Com Passos Coelho não falou (ainda). Com Marcelo Rebelo de Sousa falará provavelmente esta quinta-feira, sabe o Expresso. E curiosamente foram esses os dois exemplos que Moreira da Silva deu para citar importantes líderes do PSD que fizeram oposição estando fora do Parlamento, embora tenha procurado afastar-se do rótulo de "passista". Ou rioísta, ou até moreirista.
Quer unir. E foi aí que lançou talvez a maior das críticas veladas a Luís Montenegro: "Nunca deixei de me bater, frontalmente, por causas e ideias. Mas nunca perdi um minuto que fosse na guerrilha e na conspiração. Não tenho contas a acertar nem posicionamentos equívocos a justificar. Conseguirei facilmente unir porque nunca andei a dividir".
É na síntese do passismo, com o rioísmo, passando pelo rangelismo e até o montenegrismo, que Moreira da Silva quer encontrar o seu lugar, pedindo até que não haja moreiristas. "O meu pai chama-se Antero, não se chama Pedro nem Rui.

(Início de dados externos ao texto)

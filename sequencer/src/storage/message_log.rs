// (c) Cartesi and individual authors (see AUTHORS)
// SPDX-License-Identifier: Apache-2.0 (see LICENSE)

use std::sync::{Arc, Mutex};

use async_trait::async_trait;
use rollup_core::block::MessageResult;
use rollup_core::message::MessageWithMetadata;

use super::{LoggedMessage, Storage};
use crate::execution::{ConsensusClient, ConsensusError};

/// Message log kept in the node's own SQLite database, for running without an external
/// consensus layer. This node is always the chosen sequencer.
#[derive(Clone)]
pub struct SqliteMessageLog {
    storage: Arc<Mutex<Storage>>,
}

impl SqliteMessageLog {
    pub fn new(storage: Storage) -> Self {
        Self {
            storage: Arc::new(Mutex::new(storage)),
        }
    }

    pub async fn store_batch(&self, batch_number: u64, payload: Vec<u8>) -> Result<(), ConsensusError> {
        self.run(move |storage| storage.store_batch(batch_number, &payload))
            .await
    }

    async fn run<R, F>(&self, f: F) -> Result<R, ConsensusError>
    where
        R: Send + 'static,
        F: FnOnce(&mut Storage) -> rusqlite::Result<R> + Send + 'static,
    {
        let storage = Arc::clone(&self.storage);
        tokio::task::spawn_blocking(move || {
            let mut storage = storage.lock().expect("message log mutex poisoned");
            f(&mut storage)
        })
        .await
        .map_err(|err| ConsensusError::Task {
            reason: err.to_string(),
        })?
        .map_err(|source| ConsensusError::Storage { source })
    }
}

#[async_trait]
impl ConsensusClient for SqliteMessageLog {
    async fn write_message_from_sequencer(
        &self,
        message_index: u64,
        message: &MessageWithMetadata,
        result: &MessageResult,
    ) -> Result<(), ConsensusError> {
        let next = self.run(|storage| storage.next_message_index()).await?;
        // Genesis (index 0) is never logged, so an empty log accepts index 1.
        let expected = next.max(1);
        if message_index > expected {
            return Err(ConsensusError::OutOfOrder {
                got: message_index,
                expected,
            });
        }
        let message = message.clone();
        let result = *result;
        self.run(move |storage| storage.write_message(message_index, &message, &result))
            .await
    }

    async fn truncate_messages_from(&self, message_index: u64) -> Result<(), ConsensusError> {
        let removed = self
            .run(move |storage| storage.truncate_messages_from(message_index))
            .await?;
        if removed > 0 {
            tracing::info!(from = message_index, removed, "truncated message log");
        }
        Ok(())
    }

    async fn expect_chosen_sequencer(&self) -> Result<(), ConsensusError> {
        Ok(())
    }

    async fn fetch_batch(&self, batch_number: u64) -> Result<Vec<u8>, ConsensusError> {
        self.run(move |storage| storage.load_batch(batch_number))
            .await?
            .ok_or(ConsensusError::BatchNotFound { batch_number })
    }

    async fn messages_from(
        &self,
        message_index: u64,
    ) -> Result<Vec<LoggedMessage>, ConsensusError> {
        self.run(move |storage| storage.load_messages_from(message_index))
            .await
    }
}

#[cfg(test)]
mod tests {
    use super::*;
    use alloy_primitives::B256;
    use rollup_core::message::{Message, MessageHeader};
    use tempfile::TempDir;

    fn open_log(dir: &TempDir) -> SqliteMessageLog {
        let path = dir.path().join("log.sqlite");
        SqliteMessageLog::new(Storage::open(&path.to_string_lossy(), "NORMAL").expect("open storage"))
    }

    fn message(byte: u8) -> MessageWithMetadata {
        MessageWithMetadata {
            message: Message {
                header: MessageHeader::sequencer(1, 2),
                l2_msg: vec![0x04, byte].into(),
            },
            delayed_messages_read: 0,
        }
    }

    #[tokio::test(flavor = "multi_thread", worker_threads = 2)]
    async fn rejects_gaps_and_overwrites_suffix() {
        let dir = TempDir::new().expect("temp dir");
        let log = open_log(&dir);
        let result = MessageResult {
            block_hash: B256::repeat_byte(1),
            send_root: B256::ZERO,
        };

        let err = log
            .write_message_from_sequencer(2, &message(1), &result)
            .await
            .expect_err("gap must be rejected");
        assert!(matches!(err, ConsensusError::OutOfOrder { got: 2, expected: 1 }));

        log.write_message_from_sequencer(1, &message(1), &result)
            .await
            .expect("write 1");
        log.write_message_from_sequencer(2, &message(2), &result)
            .await
            .expect("write 2");
        log.write_message_from_sequencer(2, &message(3), &result)
            .await
            .expect("rewrite 2");

        let logged = log.messages_from(1).await.expect("read log");
        assert_eq!(logged.len(), 2);
        assert_eq!(logged[1].message, message(3));
    }

    #[tokio::test(flavor = "multi_thread", worker_threads = 2)]
    async fn fetch_batch_reports_missing_batches() {
        let dir = TempDir::new().expect("temp dir");
        let log = open_log(&dir);
        log.store_batch(4, vec![0xca, 0xfe]).await.expect("store batch");

        assert_eq!(log.fetch_batch(4).await.expect("fetch"), vec![0xca, 0xfe]);
        assert!(matches!(
            log.fetch_batch(5).await,
            Err(ConsensusError::BatchNotFound { batch_number: 5 })
        ));
    }
}
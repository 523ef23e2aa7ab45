// (c) Cartesi and individual authors (see AUTHORS)
// SPDX-License-Identifier: Apache-2.0 (see LICENSE)

use std::sync::Arc;
use std::sync::atomic::{AtomicBool, Ordering};
use std::time::{Duration, Instant};

use async_trait::async_trait;
use rollup_core::transaction::{ConditionalOptions, Transaction};

use super::{ForwarderConfig, ForwarderError, RpcConnector, SequencerRpc, TransactionPublisher};
use crate::sequencer::SubmitError;

const HEALTH_CACHE_TTL: Duration = Duration::from_secs(2);
const MAX_HEALTH_TIMEOUT: Duration = Duration::from_secs(10);

struct Target {
    url: String,
    rpc: Arc<dyn SequencerRpc>,
}

struct HealthCache {
    checked_at: Option<Instant>,
    result: Result<(), ForwarderError>,
}

/// Publishes to the first reachable target out of an ordered list.
pub struct TxForwarder {
    urls: Vec<String>,
    config: ForwarderConfig,
    connector: Arc<dyn RpcConnector>,
    enabled: AtomicBool,
    targets: std::sync::RwLock<Vec<Target>>,
    health: tokio::sync::Mutex<HealthCache>,
}

impl TxForwarder {
    pub fn new(urls: Vec<String>, config: ForwarderConfig, connector: Arc<dyn RpcConnector>) -> Self {
        Self {
            urls,
            config,
            connector,
            enabled: AtomicBool::new(false),
            targets: std::sync::RwLock::new(Vec::new()),
            health: tokio::sync::Mutex::new(HealthCache {
                checked_at: None,
                result: Ok(()),
            }),
        }
    }

    /// Builds a client per non-empty target. Enabled if at least one succeeds.
    pub fn connect(&self) -> Result<(), ForwarderError> {
        let mut targets = Vec::with_capacity(self.urls.len());
        let mut last_error = None;
        for url in self.urls.iter().filter(|url| !url.is_empty()) {
            match self.connector.connect(url) {
                Ok(rpc) => targets.push(Target {
                    url: url.clone(),
                    rpc,
                }),
                Err(err) => {
                    tracing::warn!(target = %url, error = %err, "cannot initialize forwarding client");
                    last_error = Some(err);
                }
            }
        }

        if targets.is_empty() {
            return Err(last_error.unwrap_or(ForwarderError::NoTarget));
        }
        *self.targets.write().expect("forwarder targets lock poisoned") = targets;
        self.enabled.store(true, Ordering::Release);
        Ok(())
    }

    pub fn disable(&self) {
        self.enabled.store(false, Ordering::Release);
    }

    pub fn is_enabled(&self) -> bool {
        self.enabled.load(Ordering::Acquire)
    }

    pub fn primary_target(&self) -> String {
        self.targets
            .read()
            .expect("forwarder targets lock poisoned")
            .first()
            .map(|target| target.url.clone())
            .unwrap_or_default()
    }

    pub async fn forward(
        &self,
        tx: &Transaction,
        options: Option<&ConditionalOptions>,
    ) -> Result<(), ForwarderError> {
        if !self.is_enabled() {
            return Err(ForwarderError::NoSequencer);
        }
        let targets: Vec<(String, Arc<dyn SequencerRpc>)> = self
            .targets
            .read()
            .expect("forwarder targets lock poisoned")
            .iter()
            .map(|target| (target.url.clone(), Arc::clone(&target.rpc)))
            .collect();
        if targets.is_empty() {
            return Err(ForwarderError::NoSequencer);
        }

        for (url, rpc) in targets {
            let result = match options {
                None => rpc.send_raw_transaction(tx).await,
                Some(options) => rpc.send_raw_transaction_conditional(tx, options).await,
            };
            match result {
                Ok(_) => return Ok(()),
                Err(err) if err.is_try_next() => {
                    tracing::warn!(target = %url, error = %err, "error forwarding transaction to a backup target");
                }
                Err(err) => return Err(err),
            }
        }
        Err(ForwarderError::AllTargetsFailed)
    }

    /// Health of the primary target, cached for a short while.
    pub async fn health(&self) -> Result<(), ForwarderError> {
        let primary = {
            let targets = self.targets.read().expect("forwarder targets lock poisoned");
            targets.first().map(|target| Arc::clone(&target.rpc))
        };
        let Some(primary) = primary.filter(|_| self.is_enabled()) else {
            return Err(ForwarderError::NoSequencer);
        };

        let mut cache = self.health.lock().await;
        let fresh = cache
            .checked_at
            .is_some_and(|at| at.elapsed() <= HEALTH_CACHE_TTL);
        if !fresh {
            cache.result = primary.check_publisher_health(self.health_timeout()).await;
            cache.checked_at = Some(Instant::now());
        }
        cache.result.clone()
    }

    fn health_timeout(&self) -> Duration {
        let timeout = self.config.connection_timeout;
        if timeout.is_zero() || timeout >= MAX_HEALTH_TIMEOUT {
            MAX_HEALTH_TIMEOUT
        } else {
            timeout
        }
    }
}

#[async_trait]
impl TransactionPublisher for TxForwarder {
    async fn publish_transaction(
        &self,
        tx: Transaction,
        options: Option<ConditionalOptions>,
    ) -> Result<(), SubmitError> {
        self.forward(&tx, options.as_ref()).await.map_err(Into::into)
    }

    async fn check_health(&self) -> Result<(), SubmitError> {
        self.health().await.map_err(Into::into)
    }

    async fn initialize(&self) -> Result<(), SubmitError> {
        self.connect().map_err(Into::into)
    }

    fn start(self: Arc<Self>) -> Result<(), SubmitError> {
        Ok(())
    }

    async fn stop_and_wait(&self) {
        self.disable();
    }

    fn started(&self) -> bool {
        true
    }
}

Nem o Pedro nem o Rui têm filhos chamados Jorge ou Luís", disse, em resposta aos jornalistas, rejeitando lógicas "redutoras" e "seguidistas".
"Esses grupos acabaram, a última eleição interna acabou, nenhum dos últimos protagonistas se candidata, os militantes são todos livres e tenho apoios oriundos de muitos lados do partido", disse, mostrando-se disponível para fazer debates - até debates temáticos - com Luís Montenegro. "Fiz a minha parte e jogo tudo nesta eleição. Tenho 50 anos, e exerci, nos últimos 33 anos, variadíssimas funções partidárias, parlamentares, governamentais e internacionais", concluiu. Depois de muito ameaçar, Jorge Moreira da Silva está mesmo em jogo. Faltam "cinco semanas e meia" de campanha para convencer os militantes de que é melhor do que Luís Montenegro. Começou mais uma corrida.